• Frank [he/him, he/him]
      hexagon
      ·
      3 years ago

      That's why I was doing it. The way it worked was I'd go in to a room and sit down on a big padded chair and a nurse would run an IV line in to my arm. Then the doctor would put a syringe loaded with a ketamine solution in to a machine that squeezed the syringe at a very precise rate, so it would infuse ketamine in to my system over about 45 minutes. My job was to sit in the chair and trip balls. I described the experience as best I can further up the thread.

      The course of treatment was that you did six treatments. You'd do three in one week, then one a week later, then like every two weeks for the last two. I forget what the exact timing was but it was something like that.

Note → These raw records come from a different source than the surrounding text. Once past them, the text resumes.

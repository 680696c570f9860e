//! # Cross-Instrument Aggregator
//!
//! Merges the derived histories of every instrument into one series of weekly
//! totals, and tallies each instrument's winning and losing weeks.
//!
//! Only weeks that carried positive risk into the week and have a parseable
//! week timestamp take part. That excludes every instrument's first week,
//! whose risk is undefined.

pub mod tally;

pub use tally::{COMBINED_TOTALS, WinLossTable};

use chrono::NaiveDateTime;
use core_types::{DerivedWeeklyRecord, InstrumentSeries, WeeklyAggregate};
use rust_decimal::Decimal;
use std::collections::BTreeMap;

/// A derived week after normalization and filtering.
#[derive(Debug, Clone, Copy, PartialEq)]
struct EligibleWeek {
    week_ended: NaiveDateTime,
    risk: Decimal,
    profit_or_loss: Decimal,
}

impl EligibleWeek {
    /// Missing profit counts as zero; missing or non-positive risk and an
    /// unparsed week disqualify the row.
    fn from_record(record: &DerivedWeeklyRecord) -> Option<Self> {
        let risk = record.risk_on_open.filter(|risk| *risk > Decimal::ZERO)?;
        Some(Self {
            week_ended: record.week_ended?,
            risk,
            profit_or_loss: record.profit_or_loss.unwrap_or(Decimal::ZERO),
        })
    }
}

/// The output of the aggregation stage.
#[derive(Debug, Clone, PartialEq)]
pub struct Aggregation {
    /// One row per distinct week, in ascending week order.
    pub weekly: Vec<WeeklyAggregate>,
    pub tallies: WinLossTable,
}

/// Aggregates every instrument's derived history.
pub fn aggregate(instruments: Vec<InstrumentSeries>) -> Aggregation {
    let mut risk_by_week: BTreeMap<NaiveDateTime, Decimal> = BTreeMap::new();
    let mut profit_by_week: BTreeMap<NaiveDateTime, Decimal> = BTreeMap::new();
    let mut tallies = WinLossTable::default();

    for series in instruments {
        let eligible: Vec<EligibleWeek> = series
            .records
            .iter()
            .filter_map(EligibleWeek::from_record)
            .collect();

        tracing::debug!(
            instrument = %series.instrument,
            rows = series.records.len(),
            eligible = eligible.len(),
            "Instrument filtered for aggregation"
        );

        for week in &eligible {
            *risk_by_week.entry(week.week_ended).or_default() += week.risk;
            *profit_by_week.entry(week.week_ended).or_default() += week.profit_or_loss;
        }

        let positive = eligible
            .iter()
            .filter(|w| w.profit_or_loss > Decimal::ZERO)
            .count();
        tallies.record(series.instrument, eligible.len(), positive);
    }

    Aggregation {
        weekly: join_weeks(risk_by_week, profit_by_week),
        tallies,
    }
}

/// Outer-joins the weekly risk and profit totals; a side missing for a week
/// counts as zero.
fn join_weeks(
    risk_by_week: BTreeMap<NaiveDateTime, Decimal>,
    mut profit_by_week: BTreeMap<NaiveDateTime, Decimal>,
) -> Vec<WeeklyAggregate> {
    let mut weekly: Vec<WeeklyAggregate> = risk_by_week
        .into_iter()
        .map(|(week_ended, total_risk)| WeeklyAggregate {
            week_ended,
            total_risk,
            total_profit_or_loss: profit_by_week.remove(&week_ended).unwrap_or_default(),
        })
        .collect();

    weekly.extend(profit_by_week.into_iter().map(|(week_ended, total_profit_or_loss)| {
        WeeklyAggregate {
            week_ended,
            total_risk: Decimal::ZERO,
            total_profit_or_loss,
        }
    }));
    weekly.sort_by_key(|w| w.week_ended);
    weekly
}

#[cfg(test)]
mod tests {
    use super::*;
    use chrono::NaiveDate;
    use pretty_assertions::assert_eq;
    use rust_decimal_macros::dec;

    fn week(d: u32) -> NaiveDateTime {
        NaiveDate::from_ymd_opt(2020, 1, d)
            .and_then(|date| date.and_hms_opt(0, 0, 0))
            .unwrap()
    }

    fn derived(
        week_ended: Option<NaiveDateTime>,
        risk: Option<Decimal>,
        profit: Option<Decimal>,
    ) -> DerivedWeeklyRecord {
        DerivedWeeklyRecord {
            timestamp: String::new(),
            open: None,
            close: None,
            week_ended,
            pct_change: None,
            risk_on_open: risk,
            abs_risk_on_open: risk.map(|r| r.abs()),
            profit_or_loss: profit,
        }
    }

    #[test]
    fn sums_by_week_across_instruments() {
        let result = aggregate(vec![
            InstrumentSeries::new(
                "aapl",
                vec![
                    derived(Some(week(3)), None, None),
                    derived(Some(week(10)), Some(dec!(4)), Some(dec!(1.5))),
                    derived(Some(week(17)), Some(dec!(2)), Some(dec!(-0.5))),
                ],
            ),
            InstrumentSeries::new(
                "msft",
                vec![
                    derived(Some(week(3)), None, None),
                    derived(Some(week(10)), Some(dec!(6)), Some(dec!(-1))),
                ],
            ),
        ]);

        assert_eq!(
            result.weekly,
            vec![
                WeeklyAggregate {
                    week_ended: week(10),
                    total_risk: dec!(10),
                    total_profit_or_loss: dec!(0.5),
                },
                WeeklyAggregate {
                    week_ended: week(17),
                    total_risk: dec!(2),
                    total_profit_or_loss: dec!(-0.5),
                },
            ]
        );
    }

    #[test]
    fn first_weeks_and_non_positive_risk_never_reach_the_sums() {
        let result = aggregate(vec![InstrumentSeries::new(
            "ibm",
            vec![
                derived(Some(week(3)), None, Some(dec!(9))),
                derived(Some(week(10)), Some(dec!(0)), Some(dec!(9))),
                derived(Some(week(17)), Some(dec!(-3)), Some(dec!(9))),
                derived(None, Some(dec!(3)), Some(dec!(9))),
            ],
        )]);

        assert!(result.weekly.is_empty());
        let row = &result.tallies.instruments()[0];
        assert_eq!(row.total_weeks, 0);
    }

    #[test]
    fn missing_profit_keeps_the_week_with_zero_profit() {
        let result = aggregate(vec![InstrumentSeries::new(
            "xom",
            vec![derived(Some(week(10)), Some(dec!(7)), None)],
        )]);

        assert_eq!(result.weekly.len(), 1);
        assert_eq!(result.weekly[0].total_risk, dec!(7));
        assert_eq!(result.weekly[0].total_profit_or_loss, Decimal::ZERO);
        assert_eq!(result.tallies.instruments()[0].negative_weeks, 1);
    }

    #[test]
    fn join_treats_absent_side_as_zero() {
        let risk = BTreeMap::from([(week(10), dec!(5))]);
        let profit = BTreeMap::from([(week(17), dec!(2))]);

        let weekly = join_weeks(risk, profit);
        assert_eq!(weekly.len(), 2);
        assert_eq!(weekly[0].total_profit_or_loss, Decimal::ZERO);
        assert_eq!(weekly[1].total_risk, Decimal::ZERO);
        assert_eq!(weekly[1].total_profit_or_loss, dec!(2));
    }
}
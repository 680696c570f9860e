use std::path::PathBuf;
use thiserror::Error;

#[derive(Error, Debug)]
pub enum ReportError {
    #[error("Failed to write {}: {source}", .path.display())]
    Io {
        path: PathBuf,
        #[source]
        source: std::io::Error,
    },

    #[error("Failed to write CSV {}: {source}", .path.display())]
    Csv {
        path: PathBuf,
        #[source]
        source: csv::Error,
    },

    #[error("Failed to serialize JSON report: {0}")]
    Json(#[from] serde_json::Error),

    #[error("Chart rendering failed: {0}")]
    Chart(String),
}
//! Shared vocabulary for the weekly analytics pipeline.
//!
//! Every stage of the pipeline speaks in the types defined here: the raw and
//! derived weekly records of a single instrument, the cross-instrument weekly
//! aggregate, the yearly summary rows, and the benchmark reference data.
//! The `math` module holds the two numeric primitives every stage relies on:
//! the zero-guarded division and 2-decimal rounding.

pub mod benchmark;
pub mod error;
pub mod math;
pub mod parse;
pub mod records;

// Re-export the core types to provide a clean public API.
pub use benchmark::BenchmarkSeries;
pub use error::CoreError;
pub use records::{
    AdjustedSummary, DerivedWeeklyRecord, InstrumentSeries, RawWeeklyRecord, WeeklyAggregate,
    WinLossRow, YearlySummary,
};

And then after that, if it worked, you'd do a follow up every six months.

      And supposedly, for a lot of people who have not benefited from other treatments, it can be like a magic bullet and get you out of depression and keep you out. It didn't have a lasting impact on me, personally, but I'm starting to think that my depression is less of a neurochemical illness and more of a divine curse of some kind, since nothing works on it.

      The benefits are that doesn't fuck with your system very much, Ketamine is extremely safe when administered in a controlled setting, and you don't have to worry about weight gain or libido like you do with a lot of antidepressants. And, as mentioned, it works well for a lot of people who have otherwise had difficulty with treating their depression.

      It was expensive. It cost 600$ per session for me, and as far as I know few if any insurance plans will cover it. But it's becoming more mainstream pretty rapidly, too, so hopefully that will change.